Transplantation of Mobilized Peripheral Blood Stem Cells: Role of Filgrastim

Abstract

Autologous bone marrow transplantation, although successful, is limited in the rate of hematopoietic recovery achieved. Myeloablative chemotherapy results in prolonged pancytopenia with standard autologous bone marrow support. High-dose myelosuppressive chemotherapy results in severe but short-term pancytopenia, and hematopoietic recovery is routine without cellular support. Cellular support becomes necessary when multiple-cycle, severely myelosuppressive regimens are used because of the cumulative stem cell damage and unacceptably long duration of severe pancytopenia.
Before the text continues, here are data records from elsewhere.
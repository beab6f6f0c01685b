//! Server state

use std::sync::Arc;

use crate::app::state::AppState;
use crate::deploy::lifecycle::LifecycleManager;
use crate::deploy::orchestrator::Orchestrator;
use crate::scripts::repository::ScriptRepository;
use crate::storage::projects::ProjectStore;

/// Server state shared across handlers
pub struct ServerState {
    pub projects: Arc<ProjectStore>,
    pub scripts: Arc<ScriptRepository>,
    pub lifecycle: Arc<LifecycleManager>,
    pub orchestrator: Arc<Orchestrator>,
}

impl ServerState {
    pub fn new(app_state: &AppState) -> Self {
        Self {
            projects: app_state.projects.clone(),
            scripts: app_state.scripts.clone(),
            lifecycle: app_state.lifecycle.clone(),
            orchestrator: app_state.orchestrator.clone(),
        }
    }
}
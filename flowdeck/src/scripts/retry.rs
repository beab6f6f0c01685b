//! Retry with linear backoff

use std::future::Future;

use tracing::{info, warn};

use crate::errors::EngineError;
use crate::exec::runner::ExecutionResult;
use crate::models::script::RetryPolicy;
use crate::utils::{calc_linear_backoff, BackoffOptions};

/// Run `action` until it succeeds or the policy's attempts are used up.
///
/// `action` receives the 1-based attempt number. Before retry `n` the
/// controller waits `min(n * step, max_delay)`. An `Err` from `action` is a
/// hard failure (e.g. the process could not be spawned) and is returned
/// immediately without further attempts.
pub async fn run_with_retry<F, Fut>(
    policy: RetryPolicy,
    backoff: &BackoffOptions,
    label: &str,
    mut action: F,
) -> Result<ExecutionResult, EngineError>
where
    F: FnMut(u32) -> Fut,
    Fut: Future<Output = Result<ExecutionResult, EngineError>>,
{
    let total = policy.total_attempts();
    let mut attempt = 1;

    loop {
        let mut result = action(attempt).await?;
        result.attempts = attempt;

        if result.success {
            if attempt > 1 {
                info!("{} succeeded on attempt {}/{}", label, attempt, total);
            }
            return Ok(result);
        }

        if attempt >= total {
            result.retry_exhausted = policy.enabled;
            if policy.enabled {
                warn!("{} failed after {} attempts", label, attempt);
            }
            return Ok(result);
        }

        let delay = calc_linear_backoff(backoff, attempt);
        warn!(
            "{} failed (attempt {}/{}), retrying in {:?}",
            label, attempt, total, delay
        );
        tokio::time::sleep(delay).await;
        attempt += 1;
    }
}

#[cfg(test)]
mod tests {
    use super::*;
    use std::sync::atomic::{AtomicU32, Ordering};
    use std::time::Duration;

    fn outcome(success: bool) -> Result<ExecutionResult, EngineError> {
        Ok(ExecutionResult {
            success,
            exit_code: Some(if success { 0 } else { 1 }),
            ..Default::default()
        })
    }

    #[tokio::test(start_paused = true)]
    async fn test_exhausted_retries_wait_linear_backoff() {
        let calls = AtomicU32::new(0);
        let started = tokio::time::Instant::now();

        let result = run_with_retry(
            RetryPolicy::attempts(3),
            &BackoffOptions::default(),
            "always fails",
            |_| {
                calls.fetch_add(1, Ordering::SeqCst);
                async { outcome(false) }
            },
        )
        .await
        .unwrap();

        let waited = started.elapsed();
        assert_eq!(calls.load(Ordering::SeqCst), 3);
        assert_eq!(result.attempts, 3);
        assert!(result.retry_exhausted);
        assert!(waited >= Duration::from_secs(15));
        assert!(waited < Duration::from_secs(16));
    }

    #[tokio::test(start_paused = true)]
    async fn test_success_stops_retrying() {
        let result = run_with_retry(
            RetryPolicy::attempts(5),
            &BackoffOptions::default(),
            "flaky",
            |attempt| async move { outcome(attempt == 2) },
        )
        .await
        .unwrap();

        assert!(result.success);
        assert_eq!(result.attempts, 2);
        assert!(!result.retry_exhausted);
    }

    #[tokio::test]
    async fn test_disabled_policy_runs_once() {
        let calls = AtomicU32::new(0);
        let result = run_with_retry(
            RetryPolicy::disabled(),
            &BackoffOptions::default(),
            "once",
            |_| {
                calls.fetch_add(1, Ordering::SeqCst);
                async { outcome(false) }
            },
        )
        .await
        .unwrap();

        assert_eq!(calls.load(Ordering::SeqCst), 1);
        assert!(!result.success);
        assert!(!result.retry_exhausted);
    }

    #[tokio::test]
    async fn test_hard_errors_are_not_retried() {
        let calls = AtomicU32::new(0);
        let result = run_with_retry(
            RetryPolicy::attempts(3),
            &BackoffOptions::default(),
            "spawn",
            |_| {
                calls.fetch_add(1, Ordering::SeqCst);
                async { Err(EngineError::Internal("cannot spawn".to_string())) }
            },
        )
        .await;

        assert!(result.is_err());
        assert_eq!(calls.load(Ordering::SeqCst), 1);
    }
}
Peripheral blood progenitor cells (PBPCs) may be used as cellular support, and colony-stimulating factors with or without chemotherapy are currently the most potent available PBPC-mobilizing tools. Filgrastim (rmethG-CSF) has been shown to enhance the number of PBPCs for harvest in both cancer patients and normal donors. When Filgrastim is used in conjunction with chemotherapy, there appears to be greater PBPC mobilization, which seems to be dependent on dose and schedule of chemotherapy as well as the type of chemotherapeutic agent used. Platelet recovery has been shown to be more rapid when PBPCs are used compared with historical controls given autologous bone marrow infusions. It may be concluded that PBPC transplantation is useful supportive care following myeloablative chemotherapy.